Cyber Incident Victim: United States government
Date:
Jun 2016
Location:
United States of America
Summary
A cyberespionage group known as Sofacy or APT28 conducted a spear-phishing campaign targeting the United States government, using a compromised email account from a foreign ministry to send malicious RTF attachments disguised as documents related to a military exercise. The attack deployed a novel Carberp malware variant featuring a persistence mechanism that activated only when Microsoft Office applications were launched, enhancing evasion capabilities by avoiding standard startup detection. The operation utilized a newly created command-and-control server with no prior links to the group's activities, indicating tailored infrastructure for this campaign.
| CIA Posture | Motives | Tactics, Techniques & Procedures |
|---|---|---|
| Available to members | 1 motive | 1 technique |
| Threat Actor | Type | Location |
|---|---|---|
| 1 actor | Available to members | Available to members |
Description
On June 14, 2016, cybersecurity researchers at Palo Alto Networks identified a targeted cyberespionage campaign conducted by the Sofacy group (also known as APT28) against the United States government. The attackers sent spear-phishing emails appearing to originate from a compromised email account belonging to the ministry of foreign affairs of an unspecified foreign government. These emails used the subject line "FW: Exercise Noble Partner 2016" and contained a malicious RTF file attachment named "Exercise_Noble_Partner_16.rtf," referencing a joint military exercise between the United States and Georgia. Security analysis confirmed the attachment delivered a variant of the Sofacy Trojan known as Carberp, which incorporated a previously unseen persistence mechanism designed to evade detection. Unlike conventional malware that activates upon system startup, this variant only initiated when users launched Microsoft Office applications such as Word, Excel, or PowerPoint, demonstrating deliberate operational refinement by the threat actors.

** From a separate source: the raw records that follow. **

use crate::error::PipelineError;
use std::path::{Path, PathBuf};

/// The single simulated live day.
pub const DEFAULT_STREAM_DATES: &[&str] = &["2017-08-25"];

/// Historical days exported as per-day batch files.
pub const DEFAULT_BATCH_DATES: &[&str] = &[
    "2017-08-26", "2017-08-27", "2017-08-24", "2017-08-28", "2017-08-29", "2017-08-23",
    "2017-06-01", "2017-06-21", "2017-08-17", "2017-08-18", "2017-08-14", "2017-08-22",
    "2017-02-19", "2017-03-28", "2017-08-19", "2017-08-13", "2017-05-21", "2017-05-26",
    "2017-04-19", "2017-08-16", "2017-08-15", "2017-06-09", "2017-08-21", "2017-06-02",
    "2017-02-21", "2017-05-25", "2017-04-20", "2017-08-04", "2017-03-21", "2017-08-20",
    "2017-01-11", "2017-02-10",
];

pub const DEFAULT_GROUP_SIZE: usize = 100;

pub fn default_stream_dates() -> Vec<String> {
    DEFAULT_STREAM_DATES.iter().map(|s| s.to_string()).collect()
}

pub fn default_batch_dates() -> Vec<String> {
    DEFAULT_BATCH_DATES.iter().map(|s| s.to_string()).collect()
}

/// Compression applied to every output file.
#[derive(Clone, Copy, Debug, PartialEq, Eq)]
pub enum OutputCompression {
    None,
    /// zstd at the given level; file names get a `.zst` suffix.
    Zstd { level: i32 },
}

/// Pipeline parameters with defaults for the Harvey simulation and builder chaining.
#[derive(Clone, Debug)]
pub struct PipelineOptions {
    pub input_path: PathBuf,
    pub output_dir: PathBuf,
    pub group_size: usize,
    pub stream_dates: Vec<String>, // YYYY-MM-DD, validated when the router is built
    pub batch_dates: Vec<String>,
    pub seed: Option<u64>,         // None: derived from the clock and reported
    pub compression: OutputCompression,
    pub progress: bool,

    // IO tuning
    pub read_buffer_bytes: usize,
    pub write_buffer_bytes: usize,
}

impl Default for PipelineOptions {
    fn default() -> Self {
        let data = PathBuf::from("./data");
        Self {
            input_path: data.join("original").join("hurricane_harvey.csv"),
            output_dir: data.join("preprocessed"),
            group_size: DEFAULT_GROUP_SIZE,
            stream_dates: default_stream_dates(),
            batch_dates: default_batch_dates(),
            seed: None,
            compression: OutputCompression::None,
            progress: true,
            read_buffer_bytes: 256 * 1024,
            write_buffer_bytes: 256 * 1024,
        }
    }
}

impl PipelineOptions {
    pub fn with_input(mut self, path: impl AsRef<Path>) -> Self {
        self.input_path = path.as_ref().to_path_buf();
        self
    }
    pub fn with_output_dir(mut self, dir: impl AsRef<Path>) -> Self {
        self.output_dir = dir.as_ref().to_path_buf();
        self
    }
    pub fn with_group_size(mut self, group_size: usize) -> Self {
        self.group_size = group_size;
        self
    }
    pub fn with_stream_dates<I, S>(mut self, dates: I) -> Self
    where
        I: IntoIterator<Item = S>,
        S: Into<String>,
    {
        self.stream_dates = dates.into_iter().map(Into::into).collect();
        self
    }
    pub fn with_batch_dates<I, S>(mut self, dates: I) -> Self
    where
        I: IntoIterator<Item = S>,
        S: Into<String>,
    {
        self.batch_dates = dates.into_iter().map(Into::into).collect();
        self
    }
    pub fn with_seed(mut self, seed: u64) -> Self {
        self.seed = Some(seed);
        self
    }
    pub fn with_compression(mut self, compression: OutputCompression) -> Self {
        self.compression = compression;
        self
    }
    pub fn with_progress(mut self, yes: bool) -> Self {
        self.progress = yes;
        self
    }
    pub fn with_io_buffers(mut self, read_bytes: usize, write_bytes: usize) -> Self {
        self.read_buffer_bytes = read_bytes.max(8 * 1024);
        self.write_buffer_bytes = write_bytes.max(8 * 1024);
        self
    }

    /// Apply `TWEETPREP_*` overrides from the process environment.
    pub fn merge_env(self) -> Result<Self, PipelineError> {
        self.merge_env_from(|key| std::env::var(key).ok())
    }

    /// Apply overrides from any key lookup:
    /// - TWEETPREP_INPUT, TWEETPREP_OUTPUT_DIR: paths
    /// - TWEETPREP_GROUP_SIZE, TWEETPREP_SEED: integers
    /// - TWEETPREP_STREAM_DATES, TWEETPREP_BATCH_DATES: comma/semicolon/space separated dates
    pub fn merge_env_from<F>(mut self, lookup: F) -> Result<Self, PipelineError>
    where
        F: Fn(&str) -> Option<String>,
    {
        let get = |key: &str| lookup(key).map(|v| v.trim().to_string()).filter(|v| !v.is_empty());

        if let Some(p) = get("TWEETPREP_INPUT") {
            self.input_path = PathBuf::from(p);
        }
        if let Some(p) = get("TWEETPREP_OUTPUT_DIR") {
            self.output_dir = PathBuf::from(p);
        }
        if let Some(v) = get("TWEETPREP_GROUP_SIZE") {
            self.group_size = v
                .parse()
                .map_err(|_| PipelineError::invalid(format!("TWEETPREP_GROUP_SIZE is not an integer: {v}")))?;
        }
        if let Some(v) = get("TWEETPREP_SEED") {
            let seed = v
                .parse()
                .map_err(|_| PipelineError::invalid(format!("TWEETPREP_SEED is not an integer: {v}")))?;
            self.seed = Some(seed);
        }
        if let Some(v) = get("TWEETPREP_STREAM_DATES") {
            self.stream_dates = split_list(&v);
        }
        if let Some(v) = get("TWEETPREP_BATCH_DATES") {
            self.batch_dates = split_list(&v);
        }
        Ok(self)
    }
}

fn split_list(s: &str) -> Vec<String> {
    s.split(|c: char| c == ',' || c == ';' || c.is_whitespace())
        .filter(|p| !p.is_empty())
        .map(str::to_string)
        .collect()
}
#[path = "common/mod.rs"]
mod common;

use common::*;
use std::collections::BTreeSet;
use tweetprep::{OutputCompression, PipelineError, PipelineOptions, TweetPrep, OUTPUT_COLUMNS};

/// 250 records: 60 on the stream day, 150 over three batch days, 40 outside both lists.
fn scenario_csv() -> String {
    raw_csv(&[
        ("2017-08-25", 60),
        ("2017-08-26", 70),
        ("2017-08-27", 50),
        ("2017-08-24", 30),
        ("2017-01-01", 25),
        ("2017-09-15", 15),
    ])
}

fn prep(out: &std::path::Path) -> TweetPrep {
    TweetPrep::new().output_dir(out).group_size(100).seed(7).progress(false)
}

/// End to end over the default allowlists: combined file, one file per batch day,
/// and the stream day as CSV and JSON, all with the documented columns.
#[test]
fn run_writes_combined_batch_and_stream_outputs() {
    let tmp = tempfile::tempdir().unwrap();
    let input = write_file(tmp.path(), "harvey.csv", scenario_csv().as_bytes());
    let out = tmp.path().join("preprocessed");

    let run = prep(&out).input(&input).run().unwrap();
    let r = &run.report;
    assert_eq!(r.rows_read, 250);
    assert_eq!(r.records, 250);
    assert_eq!((r.whole_groups, r.remainder, r.group_count), (2, 50, 3));
    assert_eq!(r.stream_records, 60);
    assert_eq!(r.batch_records, 150);
    assert_eq!(r.batch_days, 3);
    assert_eq!(r.dropped_out_of_range, 40);
    assert_eq!(r.stream_records + r.batch_records + r.dropped_out_of_range, r.records);

    assert_eq!(
        list_files(&out),
        vec![
            "batch/2017-08-24.csv",
            "batch/2017-08-26.csv",
            "batch/2017-08-27.csv",
            "stream/tweets_stream.csv",
            "stream/tweets_stream.json",
            "tweets_all.csv",
        ],
        "staging must be gone and no extra files written"
    );

    assert_eq!(csv_header(&run.outputs.combined), OUTPUT_COLUMNS.to_vec());
    let all = read_csv_rows(&run.outputs.combined);
    assert_eq!(all.len(), 250);

    let ids: BTreeSet<u64> = all.iter().map(|row| row["record_id"].parse().unwrap()).collect();
    assert_eq!(ids, (0..250).collect::<BTreeSet<u64>>());
    for (i, row) in all.iter().enumerate() {
        assert_eq!(row["record_id"], i.to_string());
        assert_eq!(row["group_id"], (i / 100 + 1).to_string());
        assert_eq!(&row["timestamp"][..10], row["calendar_date"].as_str());
        assert!(row["body"].contains(", about the storm"));
    }

    let day = read_csv_rows(run.outputs.batch.values().next().unwrap());
    assert_eq!(day.len(), 30);
    assert!(day.iter().all(|row| row["calendar_date"] == "2017-08-24"));

    let stream_csv = read_csv_rows(&run.outputs.stream_csv);
    let stream_json = read_json_array(&run.outputs.stream_json);
    assert_eq!(stream_csv.len(), 60);
    assert_eq!(stream_json.len(), 60);
    for (row, obj) in stream_csv.iter().zip(&stream_json) {
        assert_eq!(row["calendar_date"], "2017-08-25");
        assert_eq!(obj["calendar_date"], "2017-08-25");
        assert_eq!(obj["record_id"].as_u64().unwrap().to_string(), row["record_id"]);
        assert_eq!(obj["body"].as_str().unwrap(), row["body"]);
        let keys: Vec<&str> = obj.as_object().unwrap().keys().map(String::as_str).collect();
        let mut want = OUTPUT_COLUMNS.to_vec();
        let mut got = keys.clone();
        want.sort();
        got.sort();
        assert_eq!(got, want);
    }
}

/// Same input, seed and configuration: identical ids and partitions.
#[test]
fn same_seed_reproduces_assignments_and_partitions() {
    let csv = scenario_csv();
    let tmp = tempfile::tempdir().unwrap();
    let a = prep(tmp.path()).prepare_from_reader(csv.as_bytes()).unwrap();
    let b = prep(tmp.path()).prepare_from_reader(csv.as_bytes()).unwrap();
    assert_eq!(a.records, b.records);
    assert_eq!(a.partitions, b.partitions);
    assert_eq!(a.report, b.report);

    let c = prep(tmp.path()).seed(8).prepare_from_reader(csv.as_bytes()).unwrap();
    assert_ne!(a.records, c.records, "a different seed should shuffle differently");
    assert_eq!(c.partitions.stream.len(), a.partitions.stream.len());
}

/// Without a configured seed one is chosen and reported; replaying it reproduces the run.
#[test]
fn reported_seed_replays_the_run() {
    let csv = scenario_csv();
    let tmp = tempfile::tempdir().unwrap();
    let base = TweetPrep::new().output_dir(tmp.path()).progress(false);
    let first = base.clone().prepare_from_reader(csv.as_bytes()).unwrap();
    let replay = base.seed(first.report.seed).prepare_from_reader(csv.as_bytes()).unwrap();
    assert_eq!(first.records, replay.records);
}

/// Every row has a null counter: the run fails and writes nothing.
#[test]
fn empty_dataset_writes_no_output() {
    let csv = format!("{HARVEY_HEADER}\n0,1,2017-08-25 10:00:00,a,1,,1\n1,2,2017-08-26 10:00:00,b,,2,1\n");
    let tmp = tempfile::tempdir().unwrap();
    let out = tmp.path().join("out");

    let err = prep(&out).run_from_reader(csv.as_bytes()).unwrap_err();
    assert!(
        matches!(err.downcast_ref::<PipelineError>(), Some(PipelineError::EmptyDataset { rows_read: 2, .. })),
        "got {err:#}"
    );
    assert!(list_files(&out).is_empty());
}

/// Parameter problems are caught before the input is even opened.
#[test]
fn invalid_parameters_fail_before_reading() {
    let tmp = tempfile::tempdir().unwrap();
    let missing_input = tmp.path().join("does_not_exist.csv");
    let out = tmp.path().join("out");

    let overlapping = prep(&out).input(&missing_input).stream_dates(["2017-08-25"]).batch_dates(["2017-08-25"]);
    let err = overlapping.run().unwrap_err();
    assert!(matches!(err.downcast_ref::<PipelineError>(), Some(PipelineError::InvalidParameter(_))), "{err:#}");

    let zero = prep(&out).input(&missing_input).group_size(0);
    let err = zero.run().unwrap_err();
    assert!(matches!(err.downcast_ref::<PipelineError>(), Some(PipelineError::InvalidParameter(_))), "{err:#}");

    assert!(list_files(&out).is_empty());
}

/// A group size larger than the surviving record count is rejected after loading, still with no output.
#[test]
fn group_size_larger_than_dataset_is_rejected() {
    let csv = raw_csv(&[("2017-08-25", 10)]);
    let tmp = tempfile::tempdir().unwrap();
    let out = tmp.path().join("out");
    let err = prep(&out).group_size(11).run_from_reader(csv.as_bytes()).unwrap_err();
    assert!(matches!(err.downcast_ref::<PipelineError>(), Some(PipelineError::InvalidParameter(_))), "{err:#}");
    assert!(list_files(&out).is_empty());
}

/// Injected allowlists replace the defaults.
#[test]
fn custom_allowlists_drive_routing() {
    let csv = raw_csv(&[("2017-01-01", 5), ("2017-01-02", 4), ("2017-08-25", 3)]);
    let tmp = tempfile::tempdir().unwrap();
    let prepared = prep(tmp.path())
        .group_size(4)
        .stream_dates(["2017-01-02"])
        .batch_dates(["2017-01-01"])
        .prepare_from_reader(csv.as_bytes())
        .unwrap();
    let parts = &prepared.partitions;
    assert_eq!(parts.stream.len(), 4);
    assert_eq!(parts.batch_len(), 5);
    assert_eq!(parts.dropped, 3);
    assert_eq!(prepared.report.group_count, 3);
}

/// zstd output: every file gets a `.zst` suffix and decompresses to the same CSV/JSON.
#[test]
fn zstd_outputs_decompress_to_csv_and_json() {
    let tmp = tempfile::tempdir().unwrap();
    let out = tmp.path().join("zst");
    let run = prep(&out)
        .compression(OutputCompression::Zstd { level: 3 })
        .run_from_reader(scenario_csv().as_bytes())
        .unwrap();

    assert!(list_files(&out).iter().all(|f| f.ends_with(".zst")));
    assert!(run.outputs.combined.ends_with("tweets_all.csv.zst"));

    let all = parse_csv_rows(&decompress_zst(&run.outputs.combined));
    assert_eq!(all.len(), 250);
    let stream: Vec<serde_json::Value> = serde_json::from_str(&decompress_zst(&run.outputs.stream_json)).unwrap();
    assert_eq!(stream.len(), 60);
}

/// An empty stream day still produces header-only CSV and an empty JSON array.
#[test]
fn empty_stream_set_writes_empty_files() {
    let csv = raw_csv(&[("2017-08-26", 5)]);
    let tmp = tempfile::tempdir().unwrap();
    let run = prep(tmp.path()).group_size(2).run_from_reader(csv.as_bytes()).unwrap();
    assert_eq!(csv_header(&run.outputs.stream_csv), OUTPUT_COLUMNS.to_vec());
    assert!(read_csv_rows(&run.outputs.stream_csv).is_empty());
    assert!(read_json_array(&run.outputs.stream_json).is_empty());
}

#[test]
fn env_overrides_apply_and_validate() {
    let env = |k: &str| match k {
        "TWEETPREP_GROUP_SIZE" => Some("25".to_string()),
        "TWEETPREP_SEED" => Some(" 99 ".to_string()),
        "TWEETPREP_STREAM_DATES" => Some("2017-08-20".to_string()),
        "TWEETPREP_BATCH_DATES" => Some("2017-08-21, 2017-08-22;2017-08-23".to_string()),
        "TWEETPREP_OUTPUT_DIR" => Some("/tmp/tweetprep-out".to_string()),
        _ => None,
    };
    let opts = PipelineOptions::default().merge_env_from(env).unwrap();
    assert_eq!(opts.group_size, 25);
    assert_eq!(opts.seed, Some(99));
    assert_eq!(opts.stream_dates, vec!["2017-08-20"]);
    assert_eq!(opts.batch_dates, vec!["2017-08-21", "2017-08-22", "2017-08-23"]);
    assert_eq!(opts.output_dir, std::path::PathBuf::from("/tmp/tweetprep-out"));
    assert_eq!(opts.input_path, PipelineOptions::default().input_path);

    let bad = PipelineOptions::default().merge_env_from(|k| (k == "TWEETPREP_GROUP_SIZE").then(|| "lots".to_string()));
    assert!(matches!(bad, Err(PipelineError::InvalidParameter(_))));
}

/// A directory sitting where the stream JSON must go: the run fails before any file
/// is promoted, quickly, and the output directory holds no files afterwards.
#[test]
fn blocked_destination_fails_without_partial_output() {
    let tmp = tempfile::tempdir().unwrap();
    let out = tmp.path().join("out");
    std::fs::create_dir_all(out.join("stream").join("tweets_stream.json")).unwrap();

    let started = std::time::Instant::now();
    let err = prep(&out)
        .group_size(5)
        .run_from_reader(raw_csv(&[("2017-08-25", 4), ("2017-08-26", 6)]).as_bytes())
        .unwrap_err();
    assert!(format!("{err:#}").contains("tweets_stream.json"), "{err:#}");
    assert!(started.elapsed() < std::time::Duration::from_secs(2), "took {:?}", started.elapsed());
    assert!(list_files(&out).is_empty(), "{:?}", list_files(&out));
}

/// A second run that cannot promote leaves the first run's files exactly as they were.
#[test]
fn failed_rerun_keeps_previous_outputs() {
    let tmp = tempfile::tempdir().unwrap();
    let out = tmp.path().join("out");
    prep(&out).run_from_reader(scenario_csv().as_bytes()).unwrap();
    let before = list_files(&out);
    let combined_before = std::fs::read(out.join("tweets_all.csv")).unwrap();

    std::fs::create_dir_all(out.join("batch").join("2017-08-28.csv")).unwrap();
    let rerun = raw_csv(&[("2017-08-25", 3), ("2017-08-28", 3)]);
    prep(&out).group_size(2).run_from_reader(rerun.as_bytes()).unwrap_err();

    assert_eq!(list_files(&out), before);
    assert_eq!(std::fs::read(out.join("tweets_all.csv")).unwrap(), combined_before);
}

/// Re-running into the same directory replaces the earlier run's per-day files
/// instead of leaving them next to the new ones; files the writer does not own stay.
#[test]
fn rerun_leaves_no_stale_batch_files() {
    let tmp = tempfile::tempdir().unwrap();
    let out = tmp.path().join("out");
    prep(&out).group_size(2).run_from_reader(raw_csv(&[("2017-08-26", 5)]).as_bytes()).unwrap();
    write_file(&out.join("batch"), "notes.txt", b"kept");

    let run = prep(&out).group_size(2).run_from_reader(raw_csv(&[("2017-08-27", 5)]).as_bytes()).unwrap();
    assert_eq!(run.outputs.batch.len(), 1);
    assert_eq!(
        list_files(&out),
        vec![
            "batch/2017-08-27.csv",
            "batch/notes.txt",
            "stream/tweets_stream.csv",
            "stream/tweets_stream.json",
            "tweets_all.csv",
        ]
    );

    // Switching compression also clears the uncompressed files.
    prep(&out)
        .group_size(2)
        .compression(OutputCompression::Zstd { level: 1 })
        .run_from_reader(raw_csv(&[("2017-08-27", 5)]).as_bytes())
        .unwrap();
    assert_eq!(
        list_files(&out),
        vec![
            "batch/2017-08-27.csv.zst",
            "batch/notes.txt",
            "stream/tweets_stream.csv.zst",
            "stream/tweets_stream.json.zst",
            "tweets_all.csv.zst",
        ]
    );
}
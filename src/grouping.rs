//! Positional group assignment over an already-shuffled record sequence.

use crate::error::PipelineError;
use crate::record::{AssignedRecord, NormalizedRecord};
use std::collections::BTreeMap;

/// How `n` records split into groups of `group_size`.
#[derive(Clone, Copy, Debug, PartialEq, Eq)]
pub struct GroupLayout {
    pub records: u64,
    pub group_size: u64,
    pub whole_groups: u64,
    pub remainder: u64,
}

impl GroupLayout {
    /// `group_size` must be in `1..=records`.
    pub fn new(records: usize, group_size: usize) -> Result<Self, PipelineError> {
        if group_size == 0 {
            return Err(PipelineError::invalid("group_size must be a positive integer"));
        }
        if group_size > records {
            return Err(PipelineError::invalid(format!(
                "group_size {group_size} exceeds the number of records ({records})"
            )));
        }
        let (n, g) = (records as u64, group_size as u64);
        Ok(Self { records: n, group_size: g, whole_groups: n / g, remainder: n % g })
    }

    /// Number of distinct group ids, counting the tail group when there is one.
    pub fn group_count(&self) -> u64 {
        self.whole_groups + u64::from(self.remainder > 0)
    }

    /// Group id of the record at `position`.
    #[inline]
    pub fn group_of(&self, position: u64) -> u64 {
        position / self.group_size + 1
    }

    /// Member count for `group_id`, zero for ids outside the layout.
    pub fn group_size_of(&self, group_id: u64) -> u64 {
        if group_id >= 1 && group_id <= self.whole_groups {
            self.group_size
        } else if group_id == self.whole_groups + 1 {
            self.remainder
        } else {
            0
        }
    }
}

/// Stamp each record with `group_id` and `record_id`.
///
/// Positions `[0, G)` get group 1, `[G, 2G)` group 2 and so on; the trailing
/// `N mod G` records all share group `N div G + 1`. `record_id` is the position.
/// Record content plays no part: the input must already be shuffled.
pub fn assign_groups(records: Vec<NormalizedRecord>, group_size: usize) -> Result<Vec<AssignedRecord>, PipelineError> {
    let layout = GroupLayout::new(records.len(), group_size)?;
    assign_with_layout(records, &layout)
}

/// [`assign_groups`] with a layout the caller already validated for `records.len()`.
pub fn assign_with_layout(records: Vec<NormalizedRecord>, layout: &GroupLayout) -> Result<Vec<AssignedRecord>, PipelineError> {
    if records.len() as u64 != layout.records {
        return Err(PipelineError::invalid(format!(
            "group layout is for {} records, got {}",
            layout.records,
            records.len()
        )));
    }

    let assigned: Vec<AssignedRecord> = records
        .into_iter()
        .enumerate()
        .map(|(i, record)| {
            let pos = i as u64;
            AssignedRecord { group_id: layout.group_of(pos), record_id: pos, record }
        })
        .collect();

    tracing::info!(
        records = layout.records,
        group_size = layout.group_size,
        whole_groups = layout.whole_groups,
        remainder = layout.remainder,
        "assigned {} groups",
        layout.group_count()
    );
    Ok(assigned)
}

/// Member count per group id.
pub fn group_sizes(records: &[AssignedRecord]) -> BTreeMap<u64, usize> {
    let mut m = BTreeMap::new();
    for r in records {
        *m.entry(r.group_id).or_insert(0) += 1;
    }
    m
}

Palo Alto Networks determined with high confidence that the sender's email address was not spoofed but had been legitimately compromised, indicating prior unauthorized access to the foreign ministry's account. The campaign employed a single command-and-control server that showed no historical connections to previous Sofacy operations, with passive DNS analysis revealing no correlations to earlier attacks. This infrastructure appeared newly created for this specific operation. The Sofacy group's activities were linked to broader geopolitical cyberespionage patterns, including German intelligence allegations of Russian state connections and prior campaigns such as Operation Pawn Storm targeting NATO, Ukrainian activists, and Russian separatists. The incident highlighted continued evolution in attacker tradecraft through novel persistence techniques and infrastructure compartmentalization, though specific containment measures or direct operational impacts on US government systems were not detailed in available reporting.